**Work instruction:**
Your answer must be every line of the data that holds the string "TeamTools".

== Segment start ==

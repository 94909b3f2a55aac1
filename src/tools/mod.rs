//! Capabilities and the tool modules that provide them
//!
//! Each tool module hands the registry a static list of capabilities
//! (name, parameter schema, handler) at startup. There is no reflection:
//! the full calling surface is visible by listing the registry.
//!
//! Modules:
//! - `filesystem`: read, write, list and search files in the workspace
//! - `git`: clone, status, history, commit (subprocesses with a timeout)
//! - `team`: coordination board messages, shared notes, team tasks
//! - `github`: issues, milestones and commits over the GitHub REST API

mod filesystem;
mod git;
mod github;
mod registry;
mod schema;
mod team;

pub use filesystem::FilesystemTools;
pub use git::GitTools;
pub use github::GitHubTools;
pub use registry::{CapabilityRegistry, DispatchOutcome};
pub use schema::{ParamField, ParamKind, ParamSchema};
pub use team::TeamTools;

use futures::future::{BoxFuture, FutureExt};
use serde::{Deserialize, Serialize};
use serde_json::Value;
use std::future::Future;
use std::sync::Arc;

use crate::board::CoordinationBoard;
use crate::workspace::WorkspaceStore;
use crate::{Config, Result};

/// Async handler bound to a tool module instance
pub type Handler = Arc<dyn Fn(Value) -> BoxFuture<'static, Result<Value>> + Send + Sync>;

/// A named, schema-checked operation
#[derive(Clone)]
pub struct Capability {
    /// Unique name within a registry
    pub name: String,
    /// Description shown to the model
    pub description: String,
    /// Declared parameters
    pub schema: ParamSchema,
    handler: Handler,
}

impl Capability {
    /// Create a capability from a free-standing async function
    pub fn new<F, Fut>(name: &str, description: &str, schema: ParamSchema, handler: F) -> Self
    where
        F: Fn(Value) -> Fut + Send + Sync + 'static,
        Fut: Future<Output = Result<Value>> + Send + 'static,
    {
        Self {
            name: name.to_string(),
            description: description.to_string(),
            schema,
            handler: Arc::new(move |args| handler(args).boxed()),
        }
    }

    /// Create a capability whose handler is bound to a module instance
    pub fn bound<M, F, Fut>(
        module: &Arc<M>,
        name: &str,
        description: &str,
        schema: ParamSchema,
        handler: F,
    ) -> Self
    where
        M: Send + Sync + 'static,
        F: Fn(Arc<M>, Value) -> Fut + Send + Sync + 'static,
        Fut: Future<Output = Result<Value>> + Send + 'static,
    {
        let module = Arc::clone(module);
        Self::new(name, description, schema, move |args| {
            handler(Arc::clone(&module), args)
        })
    }

    pub(crate) fn invoke(&self, arguments: Value) -> BoxFuture<'static, Result<Value>> {
        (self.handler)(arguments)
    }
}

impl std::fmt::Debug for Capability {
    fn fmt(&self, f: &mut std::fmt::Formatter<'_>) -> std::fmt::Result {
        f.debug_struct("Capability")
            .field("name", &self.name)
            .field("description", &self.description)
            .field("schema", &self.schema)
            .finish_non_exhaustive()
    }
}

/// Capability as presented to the completion service
#[derive(Debug, Clone, PartialEq, Serialize, Deserialize)]
pub struct CapabilityDescriptor {
    pub name: String,
    pub description: String,
    /// Tool module that registered it
    pub module: String,
    /// JSON Schema of the parameters
    pub parameters: Value,
}

/// A pluggable group of capabilities
pub trait ToolModule: Send + Sync {
    /// Module name; also accepted in role tool lists
    fn name(&self) -> &str;

    /// Capabilities this module provides, bound to this instance
    fn capabilities(self: Arc<Self>) -> Vec<Capability>;
}

/// Everything a project's tool modules need
#[derive(Clone)]
pub struct ToolContext {
    pub workspace: WorkspaceStore,
    pub board: Arc<CoordinationBoard>,
    pub config: Config,
}

/// Build the standard tool modules for one project
pub fn standard_modules(ctx: &ToolContext) -> Result<Vec<Arc<dyn ToolModule>>> {
    let timeout = ctx.config.command_timeout()?;

    Ok(vec![
        Arc::new(FilesystemTools::new(ctx.workspace.clone())),
        Arc::new(GitTools::new(ctx.workspace.clone(), timeout)),
        Arc::new(TeamTools::new(Arc::clone(&ctx.board))),
        Arc::new(GitHubTools::new(ctx.workspace.clone(), &ctx.config.tools)?),
    ])
}

/// Read an optional string argument
pub(crate) fn arg_str<'a>(args: &'a Value, name: &str) -> Option<&'a str> {
    args.get(name).and_then(Value::as_str)
}

/// Read a string argument the schema already marked as required
pub(crate) fn require_str<'a>(args: &'a Value, name: &str) -> Result<&'a str> {
    arg_str(args, name).ok_or_else(|| {
        crate::Error::InvalidArguments(format!("missing required field '{}'", name))
    })
}

/// Read an optional list of strings
pub(crate) fn arg_str_list(args: &Value, name: &str) -> Vec<String> {
    args.get(name)
        .and_then(Value::as_array)
        .map(|items| {
            items
                .iter()
                .filter_map(Value::as_str)
                .map(str::to_string)
                .collect()
        })
        .unwrap_or_default()
}
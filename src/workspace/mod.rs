//! Per-project workspace storage
//!
//! Each project owns one directory tree. Every path any component touches
//! goes through [`WorkspaceStore::resolve`], which rejects anything that
//! normalizes to a location outside the root.
//!
//! Layout:
//!
//! ```text
//! <base>/<project_id>/
//!   project.json          metadata
//!   repo/                 cloned repository
//!   docs/                 generated documentation
//!   memory/<role>/        conversation, decisions, status
//!   memory/team_chat/     board messages
//!   memory/shared_notes/  one file per note
//!   memory/tasks/         one file per team task
//!   memory/shared/        activity log
//!   tools/logs/           per-module activity logs
//! ```

mod activity;
mod path;

pub use activity::{ActivityEntry, ActivityLog};
pub use path::{normalize, resolve_within};

use chrono::{DateTime, Utc};
use serde::de::DeserializeOwned;
use serde::{Deserialize, Serialize};
use std::io::Write;
use std::path::{Path, PathBuf};
use tracing::{debug, info};

use crate::{Error, Result};

pub const REPO_DIR: &str = "repo";
pub const DOCS_DIR: &str = "docs";
pub const MEMORY_DIR: &str = "memory";
pub const TOOLS_DIR: &str = "tools";
const METADATA_FILE: &str = "project.json";

/// Directories under `memory/` owned by the board and the activity log
pub const RESERVED_MEMORY_DIRS: &[&str] = &["team_chat", "shared_notes", "tasks", "shared"];

const LAYOUT: &[&str] = &[
    REPO_DIR,
    DOCS_DIR,
    "memory/team_chat",
    "memory/shared_notes",
    "memory/tasks",
    "memory/shared",
    "tools/logs",
];

/// Project metadata stored at the workspace root
#[derive(Debug, Clone, Serialize, Deserialize)]
pub struct ProjectMetadata {
    pub project_id: String,
    pub created_at: DateTime<Utc>,
    pub last_activity: DateTime<Utc>,
}

/// Snapshot of workspace health
#[derive(Debug, Clone, Serialize, Deserialize)]
pub struct WorkspaceInfo {
    pub project_id: String,
    pub root: PathBuf,
    pub repo_present: bool,
    pub structure_valid: bool,
    pub total_files: usize,
    pub metadata: Option<ProjectMetadata>,
}

/// Handle to one project's workspace root
#[derive(Debug, Clone)]
pub struct WorkspaceStore {
    project_id: String,
    root: PathBuf,
}

impl WorkspaceStore {
    /// Create (or reopen) the workspace for a project under `base_dir`
    pub fn create(base_dir: &Path, project_id: &str) -> Result<Self> {
        validate_segment("project id", project_id)?;

        let root = base_dir.join(project_id);
        std::fs::create_dir_all(&root)?;
        let store = Self {
            project_id: project_id.to_string(),
            root: root.canonicalize()?,
        };

        for dir in LAYOUT {
            std::fs::create_dir_all(store.root.join(dir))?;
        }

        if store.metadata()?.is_none() {
            let now = Utc::now();
            store.write_json(
                METADATA_FILE,
                &ProjectMetadata {
                    project_id: project_id.to_string(),
                    created_at: now,
                    last_activity: now,
                },
            )?;
            info!(project = project_id, root = %store.root.display(), "Created workspace");
        }

        Ok(store)
    }

    /// Open an existing workspace
    pub fn open(base_dir: &Path, project_id: &str) -> Result<Self> {
        validate_segment("project id", project_id)?;

        let root = base_dir.join(project_id);
        if !root.is_dir() {
            return Err(Error::NotFound(format!("Workspace for project '{}'", project_id)));
        }

        Ok(Self {
            project_id: project_id.to_string(),
            root: root.canonicalize()?,
        })
    }

    /// Check whether a project's workspace exists
    pub fn exists(base_dir: &Path, project_id: &str) -> bool {
        validate_segment("project id", project_id).is_ok() && base_dir.join(project_id).is_dir()
    }

    pub fn project_id(&self) -> &str {
        &self.project_id
    }

    pub fn root(&self) -> &Path {
        &self.root
    }

    /// Resolve a relative or absolute path, rejecting anything outside the root
    pub fn resolve(&self, path: impl AsRef<Path>) -> Result<PathBuf> {
        resolve_within(&self.root, path.as_ref())
    }

    pub fn repo_dir(&self) -> PathBuf {
        self.root.join(REPO_DIR)
    }

    pub fn docs_dir(&self) -> PathBuf {
        self.root.join(DOCS_DIR)
    }

    /// Memory subtree for one agent role
    pub fn role_dir(&self, role: &str) -> Result<PathBuf> {
        validate_role(role)?;
        self.resolve(Path::new(MEMORY_DIR).join(role))
    }

    /// Read a JSON document; `Ok(None)` when the file does not exist
    pub fn read_json<T: DeserializeOwned>(&self, rel: impl AsRef<Path>) -> Result<Option<T>> {
        let path = self.resolve(rel)?;
        if !path.exists() {
            return Ok(None);
        }

        let content = std::fs::read_to_string(&path)?;
        serde_json::from_str(&content)
            .map(Some)
            .map_err(|e| Error::CorruptState(format!("{}: {}", path.display(), e)))
    }

    /// Atomically replace a JSON document
    pub fn write_json<T: Serialize>(&self, rel: impl AsRef<Path>, value: &T) -> Result<()> {
        let path = self.resolve(rel)?;
        let content = serde_json::to_vec_pretty(value)?;
        write_atomic(&path, &content)
    }

    /// Read newline-delimited JSON; an unparsable line is reported as corrupt state
    pub fn read_jsonl<T: DeserializeOwned>(&self, rel: impl AsRef<Path>) -> Result<Vec<T>> {
        let path = self.resolve(rel)?;
        if !path.exists() {
            return Ok(Vec::new());
        }

        let content = std::fs::read_to_string(&path)?;
        content
            .lines()
            .enumerate()
            .filter(|(_, line)| !line.trim().is_empty())
            .map(|(n, line)| {
                serde_json::from_str(line).map_err(|e| {
                    Error::CorruptState(format!("{} line {}: {}", path.display(), n + 1, e))
                })
            })
            .collect()
    }

    /// Atomically replace a newline-delimited JSON file
    pub fn write_jsonl<T: Serialize>(&self, rel: impl AsRef<Path>, items: &[T]) -> Result<()> {
        let path = self.resolve(rel)?;
        let mut content = Vec::new();
        for item in items {
            serde_json::to_writer(&mut content, item)?;
            content.push(b'\n');
        }
        write_atomic(&path, &content)
    }

    /// [`write_json`](Self::write_json) on the blocking pool
    pub async fn write_json_async<T: Serialize>(
        &self,
        rel: impl AsRef<Path>,
        value: &T,
    ) -> Result<()> {
        let content = serde_json::to_vec_pretty(value)?;
        self.write_blocking(rel.as_ref(), content).await
    }

    /// [`write_jsonl`](Self::write_jsonl) on the blocking pool
    pub async fn write_jsonl_async<T: Serialize>(
        &self,
        rel: impl AsRef<Path>,
        items: &[T],
    ) -> Result<()> {
        let mut content = Vec::new();
        for item in items {
            serde_json::to_writer(&mut content, item)?;
            content.push(b'\n');
        }
        self.write_blocking(rel.as_ref(), content).await
    }

    /// Atomic write on the blocking pool
    async fn write_blocking(&self, rel: &Path, content: Vec<u8>) -> Result<()> {
        let path = self.resolve(rel)?;
        tokio::task::spawn_blocking(move || write_atomic(&path, &content))
            .await
            .map_err(|e| Error::Io(std::io::Error::other(e)))?
    }

    /// Append one record to a newline-delimited JSON log
    pub fn append_jsonl<T: Serialize>(&self, rel: impl AsRef<Path>, item: &T) -> Result<()> {
        let path = self.resolve(rel)?;
        if let Some(parent) = path.parent() {
            std::fs::create_dir_all(parent)?;
        }

        let mut line = serde_json::to_vec(item)?;
        line.push(b'\n');

        // One write call per line keeps concurrent appenders from interleaving
        let mut file = std::fs::OpenOptions::new()
            .create(true)
            .append(true)
            .open(&path)?;
        file.write_all(&line)?;
        Ok(())
    }

    /// Remove a file inside the workspace; missing files are not an error
    pub fn remove(&self, rel: impl AsRef<Path>) -> Result<()> {
        let path = self.resolve(rel)?;
        match std::fs::remove_file(&path) {
            Err(e) if e.kind() != std::io::ErrorKind::NotFound => Err(e.into()),
            _ => Ok(()),
        }
    }

    pub fn metadata(&self) -> Result<Option<ProjectMetadata>> {
        self.read_json(METADATA_FILE)
    }

    /// Record activity on the project
    pub fn touch(&self) -> Result<()> {
        let now = Utc::now();
        let metadata = match self.metadata()? {
            Some(mut m) => {
                m.last_activity = now;
                m
            }
            None => ProjectMetadata {
                project_id: self.project_id.clone(),
                created_at: now,
                last_activity: now,
            },
        };
        self.write_json(METADATA_FILE, &metadata)
    }

    /// Get current workspace status
    pub fn info(&self) -> WorkspaceInfo {
        WorkspaceInfo {
            project_id: self.project_id.clone(),
            root: self.root.clone(),
            repo_present: self.repo_dir().join(".git").exists(),
            structure_valid: LAYOUT.iter().all(|d| self.root.join(d).is_dir()),
            total_files: count_files(&self.root),
            metadata: self.metadata().ok().flatten(),
        }
    }

    /// Delete the whole workspace
    pub fn teardown(self) -> Result<()> {
        info!(project = %self.project_id, "Tearing down workspace");
        std::fs::remove_dir_all(&self.root)?;
        Ok(())
    }
}

/// Reject identifiers that would add path structure when used as a directory name
pub fn validate_segment(what: &str, value: &str) -> Result<()> {
    let bad = value.is_empty()
        || value == "."
        || value == ".."
        || value.contains(['/', '\\', '\0']);
    if bad {
        return Err(Error::WorkspaceSecurity(format!(
            "Invalid {} '{}'",
            what, value
        )));
    }
    Ok(())
}

/// A role name must be a plain segment that does not collide with shared state
pub fn validate_role(role: &str) -> Result<()> {
    validate_segment("role", role)?;
    if RESERVED_MEMORY_DIRS.contains(&role) {
        return Err(Error::WorkspaceSecurity(format!(
            "Role name '{}' is reserved",
            role
        )));
    }
    Ok(())
}

fn write_atomic(path: &Path, content: &[u8]) -> Result<()> {
    let parent = path
        .parent()
        .ok_or_else(|| Error::WorkspaceSecurity(format!("No parent for {}", path.display())))?;
    std::fs::create_dir_all(parent)?;

    let mut tmp = tempfile::NamedTempFile::new_in(parent)?;
    tmp.write_all(content)?;
    tmp.as_file().sync_all()?;
    tmp.persist(path).map_err(|e| Error::Io(e.error))?;

    debug!("Wrote {} bytes to {}", content.len(), path.display());
    Ok(())
}

fn count_files(dir: &Path) -> usize {
    let Ok(entries) = std::fs::read_dir(dir) else {
        return 0;
    };

    entries
        .filter_map(|e| e.ok())
        .map(|entry| match entry.file_type() {
            Ok(t) if t.is_dir() => count_files(&entry.path()),
            Ok(t) if t.is_file() => 1,
            _ => 0,
        })
        .sum()
}

#[cfg(test)]
mod tests {
    use super::*;

    #[test]
    fn test_create_builds_layout() {
        let base = tempfile::tempdir().unwrap();
        let ws = WorkspaceStore::create(base.path(), "p1").unwrap();

        let info = ws.info();
        assert!(info.structure_valid);
        assert!(!info.repo_present);
        assert_eq!(info.metadata.unwrap().project_id, "p1");
        assert!(WorkspaceStore::exists(base.path(), "p1"));
    }

    #[test]
    fn test_rejects_bad_project_ids() {
        let base = tempfile::tempdir().unwrap();
        for bad in ["", "..", "a/b", "../escape"] {
            assert!(WorkspaceStore::create(base.path(), bad).is_err(), "{}", bad);
        }
    }

    #[test]
    fn test_reserved_role_names() {
        let base = tempfile::tempdir().unwrap();
        let ws = WorkspaceStore::create(base.path(), "p1").unwrap();

        for reserved in RESERVED_MEMORY_DIRS {
            let err = ws.role_dir(reserved).unwrap_err();
            assert!(matches!(err, Error::WorkspaceSecurity(_)), "{}", reserved);
        }
        assert_eq!(ws.role_dir("ceo").unwrap(), ws.root().join("memory/ceo"));
    }

    #[test]
    fn test_json_roundtrip_and_corruption() {
        let base = tempfile::tempdir().unwrap();
        let ws = WorkspaceStore::create(base.path(), "p1").unwrap();

        ws.write_json("memory/x.json", &serde_json::json!({"a": 1})).unwrap();
        let value: serde_json::Value = ws.read_json("memory/x.json").unwrap().unwrap();
        assert_eq!(value["a"], 1);

        std::fs::write(ws.root().join("memory/x.json"), "{not json").unwrap();
        let err = ws.read_json::<serde_json::Value>("memory/x.json").unwrap_err();
        assert!(matches!(err, Error::CorruptState(_)));

        assert!(ws.read_json::<serde_json::Value>("memory/missing.json").unwrap().is_none());
    }

    #[test]
    fn test_jsonl_append_preserves_order() {
        let base = tempfile::tempdir().unwrap();
        let ws = WorkspaceStore::create(base.path(), "p1").unwrap();

        for i in 0..5 {
            ws.append_jsonl("memory/log.jsonl", &i).unwrap();
        }
        let items: Vec<i32> = ws.read_jsonl("memory/log.jsonl").unwrap();
        assert_eq!(items, vec![0, 1, 2, 3, 4]);

        ws.write_jsonl("memory/log.jsonl", &[9, 8]).unwrap();
        let items: Vec<i32> = ws.read_jsonl("memory/log.jsonl").unwrap();
        assert_eq!(items, vec![9, 8]);
    }

    #[test]
    fn test_io_outside_root_is_rejected() {
        let base = tempfile::tempdir().unwrap();
        let ws = WorkspaceStore::create(base.path(), "p1").unwrap();

        let err = ws.write_json("../p2/evil.json", &1).unwrap_err();
        assert!(matches!(err, Error::WorkspaceSecurity(_)));
        assert!(!base.path().join("p2/evil.json").exists());
    }

    #[test]
    fn test_teardown_and_open() {
        let base = tempfile::tempdir().unwrap();
        let ws = WorkspaceStore::create(base.path(), "p1").unwrap();
        assert!(WorkspaceStore::open(base.path(), "p1").is_ok());

        ws.teardown().unwrap();
        assert!(matches!(
            WorkspaceStore::open(base.path(), "p1"),
            Err(Error::NotFound(_))
        ));
    }
}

== Segment end ==

**Output below:**
pub use team::TeamTools;
        Arc::new(TeamTools::new(Arc::clone(&ctx.board))),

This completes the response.